We see this playing out on a very public matter with the tactics used to silence Christine Blasey Ford, the brave woman who is alleging that SCOTUS nominee Brent Kavanaugh sexually assaulted her when they were teenagers. Those who want to silence her – or any survivor really – go for the jugular to back them off. Those who will see Kavanaugh on the Supreme Court no matter the price have zero qualms about doing anything they can to silence survivors who stand in their way.
It is not uncommon for survivors of sexual violence to turn our sense of shame into guilt, often as a way to regain a sense of control after our lives have been turned upside down. This comic over at Upworthy does a solid job of explaining how that manifests itself.
It is also important to remember that often the abuser is someone we trusted – a family member, a neighbor, teacher or priest, for example. And sometimes it is a friend or intimate partner.
Sometimes, as with my situation, we have to take extreme steps to distance ourselves from people who were both abusive and/or complicit in the abuse. When you factor in the realities that abuse patterns often echo through generations, as within the #GrandJuryReport, it creates quite a tangled web. I know that I personally struggle to free myself from all of that, a process that will probably be ongoing for the rest of my life. And one that I’ll never fully be able to explain on this blog or perhaps not even in real life.
In my experience, predators recognize these weak spots in other people and use them. And sometimes they simply sense those weaknesses without really knowing the details. That’s an aspect of rape culture that we don’t discuss often enough. That pattern of being targeted by other predatory men who sense vulnerability is vicious. Each time it happens or is attempted, the shame/guilt feelings are right there as if they’ve never been addressed.

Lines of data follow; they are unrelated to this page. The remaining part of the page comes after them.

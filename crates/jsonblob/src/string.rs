//! String payloads and object keys.
//!
//! A string is stored in one of two encodings:
//!
//! - compact: `u16` character count followed by one Latin-1 byte per char.
//!   Used when every char is below U+0100 and there are fewer than `0x8000`
//!   of them.
//! - full: `i32` UTF-16 code unit count followed by the code units.
//!
//! Keys are ordered by their UTF-16 code units, whichever encoding they use,
//! so compact and full keys compare consistently with each other and with a
//! `&str` lookup key.

use alloc::string::String;
use core::{cmp::Ordering, fmt};

use crate::layout::{
    aligned_size, get_i32, get_u16, read_i32, read_u16, write_i32, write_u16,
};

/// Char count limit (exclusive) of the compact encoding.
pub(crate) const MAX_COMPACT_LEN: usize = 0x8000;

/// Whether `s` can use the compact Latin-1 encoding.
pub(crate) fn use_compressed(s: &str) -> bool {
    let mut count = 0usize;
    for c in s.chars() {
        if u32::from(c) >= 0x100 {
            return false;
        }
        count += 1;
        if count >= MAX_COMPACT_LEN {
            return false;
        }
    }
    true
}

/// Aligned payload size of `s` in the chosen encoding.
pub(crate) fn encoded_size(s: &str, compressed: bool) -> usize {
    if compressed {
        aligned_size(2 + s.chars().count())
    } else {
        aligned_size(4 + 2 * s.encode_utf16().count())
    }
}

/// Writes `s` at the start of `dest`, which must hold at least
/// [`encoded_size`] bytes. Padding bytes are left untouched.
pub(crate) fn write_string(dest: &mut [u8], s: &str, compressed: bool) {
    if compressed {
        let mut len = 0u16;
        for (i, c) in s.chars().enumerate() {
            // use_compressed() guarantees every char fits a byte
            dest[2 + i] = u8::try_from(u32::from(c)).unwrap_or(b'?');
            len += 1;
        }
        write_u16(dest, 0, len);
    } else {
        let mut len = 0usize;
        for unit in s.encode_utf16() {
            write_u16(dest, 4 + 2 * len, unit);
            len += 1;
        }
        write_i32(dest, 0, i32::try_from(len).unwrap_or(i32::MAX));
    }
}

/// A decoded view of a stored string (value payload or key), excluding its
/// length prefix.
#[derive(Clone, Copy, PartialEq, Eq)]
pub enum StrRef<'a> {
    /// One byte per char.
    Latin1(&'a [u8]),
    /// Little-endian UTF-16 code units.
    Utf16(&'a [u8]),
}

impl<'a> StrRef<'a> {
    /// Reads a compact string whose length prefix starts at `data[0]`.
    pub(crate) fn latin1(data: &'a [u8]) -> Self {
        let len = usize::from(read_u16(data, 0));
        StrRef::Latin1(&data[2..2 + len])
    }

    /// Reads a full string whose length prefix starts at `data[0]`.
    pub(crate) fn utf16(data: &'a [u8]) -> Self {
        let len = usize::try_from(read_i32(data, 0)).unwrap_or(0);
        StrRef::Utf16(&data[4..4 + 2 * len])
    }

    /// Reads a string in either encoding.
    pub(crate) fn read(data: &'a [u8], compressed: bool) -> Self {
        if compressed {
            Self::latin1(data)
        } else {
            Self::utf16(data)
        }
    }

    /// Size in bytes including the length prefix, before alignment.
    pub(crate) fn stored_len(&self) -> usize {
        match self {
            StrRef::Latin1(bytes) => 2 + bytes.len(),
            StrRef::Utf16(bytes) => 4 + bytes.len(),
        }
    }

    /// Whether the compact encoding is in use.
    #[must_use]
    pub fn is_latin1(&self) -> bool {
        matches!(self, StrRef::Latin1(_))
    }

    /// The string as UTF-16 code units.
    pub fn units(self) -> impl Iterator<Item = u16> + 'a {
        let (latin, wide): (&'a [u8], &'a [u8]) = match self {
            StrRef::Latin1(bytes) => (bytes, &[]),
            StrRef::Utf16(bytes) => (&[], bytes),
        };
        latin
            .iter()
            .map(|&b| u16::from(b))
            .chain(wide.chunks_exact(2).map(|c| u16::from_le_bytes([c[0], c[1]])))
    }

    /// Length in UTF-16 code units.
    #[must_use]
    pub fn len(&self) -> usize {
        match self {
            StrRef::Latin1(bytes) => bytes.len(),
            StrRef::Utf16(bytes) => bytes.len() / 2,
        }
    }

    /// Whether the string is empty.
    #[must_use]
    pub fn is_empty(&self) -> bool {
        self.len() == 0
    }

    /// Ordinal comparison against a `&str`.
    #[must_use]
    pub fn cmp_str(&self, other: &str) -> Ordering {
        self.units().cmp(other.encode_utf16())
    }

    /// Decodes into an owned `String`. Unpaired surrogates, which the
    /// validator rejects, decode to U+FFFD.
    #[must_use]
    pub fn to_string_lossy(&self) -> String {
        match self {
            StrRef::Latin1(bytes) => bytes.iter().map(|&b| char::from(b)).collect(),
            StrRef::Utf16(_) => char::decode_utf16(self.units())
                .map(|r| r.unwrap_or(char::REPLACEMENT_CHARACTER))
                .collect(),
        }
    }
}

impl Ord for StrRef<'_> {
    fn cmp(&self, other: &Self) -> Ordering {
        self.units().cmp(other.units())
    }
}

impl PartialOrd for StrRef<'_> {
    fn partial_cmp(&self, other: &Self) -> Option<Ordering> {
        Some(self.cmp(other))
    }
}

impl PartialEq<str> for StrRef<'_> {
    fn eq(&self, other: &str) -> bool {
        self.cmp_str(other) == Ordering::Equal
    }
}

impl fmt::Debug for StrRef<'_> {
    fn fmt(&self, f: &mut fmt::Formatter<'_>) -> fmt::Result {
        match self {
            StrRef::Latin1(bytes) => write!(f, "Latin1({:?})", bstr::BStr::new(bytes)),
            StrRef::Utf16(_) => write!(f, "Utf16({:?})", self.to_string_lossy()),
        }
    }
}

/// Checks a compact string whose prefix starts at `data[0]` against the
/// `max_size` bytes available to it.
pub(crate) fn latin1_is_valid(data: &[u8], max_size: usize) -> bool {
    let Some(len) = get_u16(data, 0) else {
        return false;
    };
    let needed = aligned_size(2 + usize::from(len));
    needed <= max_size && needed <= data.len()
}

/// Checks a full string whose prefix starts at `data[0]` against the
/// `max_size` bytes available to it, including UTF-16 well-formedness.
pub(crate) fn utf16_is_valid(data: &[u8], max_size: usize) -> bool {
    let Some(len) = get_i32(data, 0).and_then(|l| usize::try_from(l).ok()) else {
        return false;
    };
    let Some(needed) = len.checked_mul(2).and_then(|n| n.checked_add(4)) else {
        return false;
    };
    if aligned_size(needed) > max_size || aligned_size(needed) > data.len() {
        return false;
    }
    char::decode_utf16(StrRef::Utf16(&data[4..needed]).units()).all(|r| r.is_ok())
}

The guilt/shame cycle can be isolating. We hide our trauma, we hide our symptoms. We deny ourselves tools we need to heal and recover. We hide ourselves inside those feelings and lose how many chances for meaningful, honest engagement with other people, many of whom are also probably hiding.
And the power of the abuser and their enablers continues to keep a tight hold on us unless we can take the power back by naming our experience in a world that desperately wants to keep us silent.
Christine Blasey Ford is a hero, but so are all of you who live through the fear, isolation, guilt, and shame, and keep moving forward. So are all of us who endure unwarranted attempts to knock us down from people who have partial pictures and half of the story and very little interest in getting to the truth, more so in getting their own needs met.
When someone tries to shame me, successful or not, I do three things – I tell Ledcat, I tell my therapist, and I try to acknowledge it in some visible way. That doesn’t mean I don’t cry, feel like shit, or beat myself up, again. While I don’t always find the right words, I have learned that finding the right people who believe I deserve better is what matters, especially when I don’t believe that about myself. And that requires me being willing and able to communicate about my experiences and feelings.
I hope that if you are feeling ashamed or guilty, you will reach out to someone. And if you are triggered, you will keep reaching out. You deserve a world where Christine Blasey Ford is the hero for all that she accomplished, not because she survived. But her survival is a testament to us getting to that world.
Here’s a tip: when someone uses shaming tactics, don’t participate.
You can contact the National Sexual Assault Telephone Hotline at 1-800-656-4673.